Fierce

‘The Boricua Way’ Slang Cards Teach Puerto Rican Lexicon Like ‘Brutal,’ ‘Corillo,’ ‘Pichea’ And More

In Puerto Rico, like most Latin American countries, the people have their own lexicon. Local slang, inspired by various languages and cultures, as well as regional pronunciations are heard throughout the Caribbean island. For islanders, it’s a way of life. For travelers, even those coming from other Spanish-speaking countries, it can cause confusion. But for Camelia Rojas, it’s cultural pride and a way to invite others to learn and enjoy what it means to be Boricua.

That’s why Rojas started The Boricua Way, an illustrated art and memento project that explains Puerto Rican sayings, traditions, food and more. The short lessons, which are fun, accessible and humorous, are taught by a bacalaito, salty cod pancake-like fritters beloved on the island, named Pablo. Whether through flashcards or social media illustrations, Pablo the Bacalaito, along with his fritura friends, teaches the “Boricua” way of things — and he’s starting with local language.

“Puerto Rican slang is very funny. We create words every day or give other words new meaning, and only we understand it,” Rojas, 25, told FIERCE. “We take different cultures and languages and mix them together en un pilon and get Puerto Rican slang.”

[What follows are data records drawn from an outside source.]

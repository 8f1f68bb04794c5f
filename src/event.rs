//! Enumerated user-facing log messages.
//!
//! Call sites name *what happened* with a [`LogKind`] and optionally attach one
//! contextual [`LogValue`]; the wording and severity live here, in one place.

use std::fmt;
use std::path::Path;

use tracing::{error, info, warn};

/// Severity attached to each [`LogKind`].
#[derive(Debug, Clone, Copy, PartialEq, Eq)]
pub enum Severity {
    /// Something failed; the affected job (or the process) did not succeed.
    Error,
    /// A fallback was taken; processing continues.
    Warning,
    /// Normal progress information.
    Info,
}

/// Every message the download pipeline reports to the user.
#[derive(Debug, Clone, Copy, PartialEq, Eq)]
pub enum LogKind {
    /// Destination directory is not writable.
    PathNotWritable,
    /// A job finished unsuccessfully.
    DownloadFailed,
    /// The local modification time could not be aligned with the remote one.
    FiletimeSetFailed,
    /// A job list file could not be read.
    JobFileUnreadable,
    /// The server did not report a modification time.
    FiletimeUnknown,
    /// No filename could be derived from headers or URL.
    FilenameUnknown,
    /// No extension could be derived from content type or URL.
    FiletypeUnknown,
    /// Timestamps match but sizes do not.
    SizeMismatch,
    /// A partial local file was found.
    IncompleteFile,
    /// The local file already matches the remote one.
    SkipDownloaded,
    /// Transfer continues from a byte offset.
    ResumeAt,
    /// Transfer is about to start.
    Downloading,
    /// A job finished successfully.
    Done,
}

impl LogKind {
    /// Severity used when emitting this kind.
    #[must_use]
    pub const fn severity(self) -> Severity {
        match self {
            Self::PathNotWritable
            | Self::DownloadFailed
            | Self::FiletimeSetFailed
            | Self::JobFileUnreadable => Severity::Error,
            Self::FiletimeUnknown
            | Self::FilenameUnknown
            | Self::FiletypeUnknown
            | Self::SizeMismatch => Severity::Warning,
            Self::IncompleteFile
            | Self::SkipDownloaded
            | Self::ResumeAt
            | Self::Downloading
            | Self::Done => Severity::Info,
        }
    }

    /// Human-readable message text.
    #[must_use]
    pub const fn message(self) -> &'static str {
        match self {
            Self::PathNotWritable => "Path is not writable",
            Self::DownloadFailed => "Couldn't download file",
            Self::FiletimeSetFailed => {
                "Tried but couldn't set file modification time to remote file time"
            }
            Self::JobFileUnreadable => "Couldn't open job list",
            Self::FiletimeUnknown => "Couldn't determine file modification time",
            Self::FilenameUnknown => "Couldn't determine filename",
            Self::FiletypeUnknown => "Couldn't determine filetype, using .bin",
            Self::SizeMismatch => {
                "Remote and local file modification time match, but size is different; redownloading"
            }
            Self::IncompleteFile => "Found incomplete file at",
            Self::SkipDownloaded => "Skipping already downloaded file",
            Self::ResumeAt => "Resuming download at byte",
            Self::Downloading => "Downloading to",
            Self::Done => "Done",
        }
    }

    /// Stable machine-readable code, recorded as the `event` field.
    #[must_use]
    pub const fn code(self) -> &'static str {
        match self {
            Self::PathNotWritable => "path_not_writable",
            Self::DownloadFailed => "download_failed",
            Self::FiletimeSetFailed => "filetime_set_failed",
            Self::JobFileUnreadable => "job_file_unreadable",
            Self::FiletimeUnknown => "filetime_unknown",
            Self::FilenameUnknown => "filename_unknown",
            Self::FiletypeUnknown => "filetype_unknown",
            Self::SizeMismatch => "size_mismatch",
            Self::IncompleteFile => "incomplete_file",
            Self::SkipDownloaded => "skip_downloaded",
            Self::ResumeAt => "resume_at",
            Self::Downloading => "downloading",
            Self::Done => "done",
        }
    }
}

/// Optional context attached to a log message.
#[derive(Debug, Clone, PartialEq, Eq)]
pub enum LogValue {
    /// Free text, usually a path or filename.
    Text(String),
    /// A number, usually a byte offset.
    Number(i64),
}

impl LogValue {
    /// Context value for a filesystem path.
    #[must_use]
    pub fn path(path: &Path) -> Self {
        Self::Text(path.display().to_string())
    }
}

impl fmt::Display for LogValue {
    fn fmt(&self, f: &mut fmt::Formatter<'_>) -> fmt::Result {
        match self {
            Self::Text(text) => write!(f, "\"{text}\""),
            Self::Number(number) => write!(f, "{number}"),
        }
    }
}

impl From<&str> for LogValue {
    fn from(value: &str) -> Self {
        Self::Text(value.to_string())
    }
}

impl From<String> for LogValue {
    fn from(value: String) -> Self {
        Self::Text(value)
    }
}

impl From<i64> for LogValue {
    fn from(value: i64) -> Self {
        Self::Number(value)
    }
}

impl From<u64> for LogValue {
    fn from(value: u64) -> Self {
        Self::Number(i64::try_from(value).unwrap_or(i64::MAX))
    }
}

/// Renders the full line for a message, as it appears in the log.
#[must_use]
pub fn render(kind: LogKind, value: Option<&LogValue>) -> String {
    match value {
        Some(value) => format!("{} {value}", kind.message()),
        None => kind.message().to_string(),
    }
}

/// Emits `kind` at its severity with the optional context value.
pub fn log_event(kind: LogKind, value: Option<LogValue>) {
    let line = render(kind, value.as_ref());
    match kind.severity() {
        Severity::Error => error!(event = kind.code(), "{line}"),
        Severity::Warning => warn!(event = kind.code(), "{line}"),
        Severity::Info => info!(event = kind.code(), "{line}"),
    }
}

Courtesy of The Boricua Way

The idea for The Boricua Way came when Rojas, a Trujillo Alto-based freelance graphic designer, was working on her graduate degree at the Maryland Institute College of Art (MICA) in Baltimore. Away from her island, she was often on social media, laughing at memes and videos from her Puerto Rican friends that made her feel, even if for a moment, like she was back home. But the confused looks on her classmates’ faces when she burst out in laughter to jokes they did not understand soon reminded her that she was not. To get her new friends in on the fun, she began explaining Puerto Rican slang and customs in a way they could grasp: art and design.

“I took that approach because I didn’t want anyone to be intimidated by the language. You see the character and laugh and learn something,” Rojas said.

Through a crisp and golden bacalaito, a treat that always reminded Rojas of tropical beach days, she was able to create a scenario for each word that helped her classmates understand the meaning of the language and then the joke and also brought her an unexpected joy and closeness to home.

“When you live somewhere every day, you don’t notice your culture and tradition until you step back and look at it. I realized my identity and culture, and how awesome it is, when I moved to the US and had to explain it there,” she said.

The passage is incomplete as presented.